To annotate memory instructions, the WaveScalar compiler statically assigns a unique (within a wave) sequence number to each memory operation by traversing the wave's control flow graph in breadth-first order. Within a basic block, memory operations receive consecutive sequence numbers. By assigning sequence numbers in this way, the compiler ensures that sequence numbers increase along any path through the wave. Next, the compiler labels each memory operation with the sequence numbers of its predecessor and successor memory operations, if they can be uniquely determined. Branches and joins may make this impossible, because they can create multiple successors or predecessors for a single memory operation. In these cases, the compiler uses a special wild-card value, `?', instead. The combination of an instruction's sequence number and the predecessor and successor sequence numbers form a link, which we denote .

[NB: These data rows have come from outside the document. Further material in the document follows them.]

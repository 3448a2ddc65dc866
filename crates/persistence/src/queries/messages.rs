// Copyright (C) 2026 Fred Clausen
// Use of this source code is governed by an MIT-style
// license that can be found in the LICENSE file or at
// https://opensource.org/licenses/MIT.

//! Event chat message queries.

use diesel::prelude::*;
use diesel::{MysqlConnection, SqliteConnection};

use crate::data_models::MessageData;
use crate::diesel_schema::messages;
use crate::error::PersistenceError;

/// Diesel Queryable struct for message rows.
#[derive(Queryable, Selectable)]
#[diesel(table_name = messages)]
pub(crate) struct MessageRow {
    pub(crate) message_id: i64,
    pub(crate) event_id: i64,
    pub(crate) sender_id: String,
    pub(crate) content: String,
    pub(crate) is_private: i32,
    pub(crate) private_recipient_id: Option<String>,
    pub(crate) created_at: String,
}

impl From<MessageRow> for MessageData {
    fn from(row: MessageRow) -> Self {
        Self {
            message_id: row.message_id,
            event_id: row.event_id,
            sender_id: row.sender_id,
            content: row.content,
            is_private: row.is_private != 0,
            private_recipient_id: row.private_recipient_id,
            created_at: row.created_at,
        }
    }
}

backend_fn! {
/// Lists all messages for an event in creation order.
///
/// Visibility filtering for private messages happens above this layer,
/// where the viewer's identity and role are known.
///
/// # Errors
///
/// Returns an error if the database query fails.
pub fn list_messages_for_event(
    conn: &mut _,
    event_id: i64,
) -> Result<Vec<MessageData>, PersistenceError> {
    let rows: Vec<MessageRow> = messages::table
        .filter(messages::event_id.eq(event_id))
        .order((messages::created_at.asc(), messages::message_id.asc()))
        .select(MessageRow::as_select())
        .load(conn)?;

    Ok(rows.into_iter().map(MessageData::from).collect())
}
}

The links encode the structure of the wave's control flow graph, and the memory system uses this information to apply operations in the correct order and enforce the load-store ordering the programmer expects. When a memory instruction executes, it sends its link, its wave number (taken from an input value), an address, and data (for a store) to the memory. The memory system uses this information to assemble the loads and stores in the correct order to ensure that there are no gaps in the sequence. This is possible because the current wave number in combination with the memory instruction's sequence number totally orders the memory operations through any traversal of a wave, and, by extension, an application. The memory system uses the predecessor and successor information to detect gaps in the sequence. The memory system can be sure that a gap does not exist, if, for each memory operation, M, in the sequence, either M's succ number matches the sequence number of its next operation, or M's succ is `?' and the next operation's pred field matches M's sequence number.

To ensure that gap detection is always possible, we must enforce the no gap rule: No path through the program may contain a pair of memory operations in which the first operation's succ value and the second operation's pred value are both `?'. If a violation of the rule occurs, the compiler adds a memnoop instructions to remove the ambiguity. These instructions participate in memory ordering but otherwise have no effect. In our experiments, memnoop's are rare (fewer than 3\% of instructions).

Wave-ordered memory is the key to efficiently executing programs written in conventional languages. It allows WaveScalar to separate memory ordering from control flow by succinctly annotating the memory operations with information about their location in the control flow graph. The processing elements are freed from managing implicit dependencies through memory and can treat memory operations just like other instructions. The sequencing information included with memory requests provides a concise summary of the path taken through the program. The memory system can use this summary in a variety of ways. Currently, we assume a wave-ordered store buffer. Alternatively, a speculative memory system could use the ordering to detect misspeculations.

The most exciting aspect of wave-ordered memory is the incorporation of instruction order into the instruction set as a first-class entity. However, the above scheme for assigning sequence information only encodes information about dependencies between memory operations. It is possible to devise a more general scheme that also expresses independence among memory operations (i.e., that two memory operation can proceed in any order). An ISA that incorporates such a scheme could use memory aliasing information from the compiler to expose large amount of memory parallelism to the hardware. Designing such an ISA and building a suitable compiler are the subject of ongoing work.